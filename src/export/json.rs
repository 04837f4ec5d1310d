//! JSON export functionality
//!
//! Exports the breakdown report to machine-readable JSON.

use chrono::{DateTime, Utc};
use serde::{Deserialize, Serialize};
use std::io::Write;

use crate::error::{TallyError, TallyResult};
use crate::models::Money;
use crate::reports::BreakdownReport;

/// Current export schema version
pub const EXPORT_SCHEMA_VERSION: &str = "1.0.0";

/// Serializable snapshot of a breakdown report
#[derive(Debug, Clone, Serialize, Deserialize)]
pub struct BreakdownExport {
    /// Schema version for compatibility checking
    pub schema_version: String,

    /// Export timestamp
    pub exported_at: DateTime<Utc>,

    /// Sum of all expense magnitudes, in cents
    pub total_spending: Money,

    /// Total number of expenses
    pub expense_count: usize,

    /// Per-category rows, largest spend first
    pub categories: Vec<CategoryExportRow>,
}

/// One exported category row
#[derive(Debug, Clone, Serialize, Deserialize)]
pub struct CategoryExportRow {
    pub category: String,
    /// Total spent in this category, in cents
    pub total: Money,
    pub count: usize,
    pub percentage: f64,
}

impl BreakdownExport {
    /// Build an export snapshot from a report
    pub fn from_report(report: &BreakdownReport) -> Self {
        Self {
            schema_version: EXPORT_SCHEMA_VERSION.to_string(),
            exported_at: Utc::now(),
            total_spending: report.total_spending,
            expense_count: report.expense_count,
            categories: report
                .slices
                .iter()
                .map(|slice| CategoryExportRow {
                    category: slice.label.clone(),
                    total: slice.total,
                    count: slice.count,
                    percentage: slice.percentage,
                })
                .collect(),
        }
    }
}

/// Export the breakdown report as pretty-printed JSON
pub fn export_breakdown_json<W: Write>(
    report: &BreakdownReport,
    writer: &mut W,
) -> TallyResult<()> {
    let export = BreakdownExport::from_report(report);
    serde_json::to_writer_pretty(&mut *writer, &export)
        .map_err(|e| TallyError::Export(e.to_string()))?;
    writeln!(writer).map_err(|e| TallyError::Export(e.to_string()))?;
    Ok(())
}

*Problem statement*
Go line by line through the records above and copy each one containing "writer".

*Exercise solution*
    writer: &mut W,
    serde_json::to_writer_pretty(&mut *writer, &export)
    writeln!(writer).map_err(|e| TallyError::Export(e.to_string()))?;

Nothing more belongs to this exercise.